## Task to complete
The line containing "fn parse_speed(value: &str)" marks the start. Return it and every later line of the listing below exactly, ending with the last one.

◆ ◆ ◆

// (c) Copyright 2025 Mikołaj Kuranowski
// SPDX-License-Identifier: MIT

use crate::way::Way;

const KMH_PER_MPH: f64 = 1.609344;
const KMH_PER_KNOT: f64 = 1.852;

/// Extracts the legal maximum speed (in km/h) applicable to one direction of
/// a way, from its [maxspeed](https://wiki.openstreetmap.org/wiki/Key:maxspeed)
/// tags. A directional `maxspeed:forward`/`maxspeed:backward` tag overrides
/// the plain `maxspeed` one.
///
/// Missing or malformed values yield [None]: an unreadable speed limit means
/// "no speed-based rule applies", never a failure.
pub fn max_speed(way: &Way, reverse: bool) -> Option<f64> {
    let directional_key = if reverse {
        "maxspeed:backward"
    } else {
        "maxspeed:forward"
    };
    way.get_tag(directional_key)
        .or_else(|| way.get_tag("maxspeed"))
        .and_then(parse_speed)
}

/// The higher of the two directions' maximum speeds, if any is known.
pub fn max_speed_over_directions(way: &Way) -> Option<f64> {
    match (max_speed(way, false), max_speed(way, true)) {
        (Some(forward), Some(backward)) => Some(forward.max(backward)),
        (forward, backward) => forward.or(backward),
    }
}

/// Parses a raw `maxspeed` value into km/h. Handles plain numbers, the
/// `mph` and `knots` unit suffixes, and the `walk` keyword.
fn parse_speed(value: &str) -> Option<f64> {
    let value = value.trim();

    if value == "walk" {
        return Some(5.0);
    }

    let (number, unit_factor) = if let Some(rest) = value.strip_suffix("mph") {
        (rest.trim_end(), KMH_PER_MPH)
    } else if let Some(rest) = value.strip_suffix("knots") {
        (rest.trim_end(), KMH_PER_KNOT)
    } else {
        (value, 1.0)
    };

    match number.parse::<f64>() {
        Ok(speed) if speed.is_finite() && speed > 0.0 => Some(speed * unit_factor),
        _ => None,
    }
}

◆ ◆ ◆

## Response area
fn parse_speed(value: &str) -> Option<f64> {
    let value = value.trim();

    if value == "walk" {
        return Some(5.0);
    }

    let (number, unit_factor) = if let Some(rest) = value.strip_suffix("mph") {
        (rest.trim_end(), KMH_PER_MPH)
    } else if let Some(rest) = value.strip_suffix("knots") {
        (rest.trim_end(), KMH_PER_KNOT)
    } else {
        (value, 1.0)
    };

    match number.parse::<f64>() {
        Ok(speed) if speed.is_finite() && speed > 0.0 => Some(speed * unit_factor),
        _ => None,
    }
}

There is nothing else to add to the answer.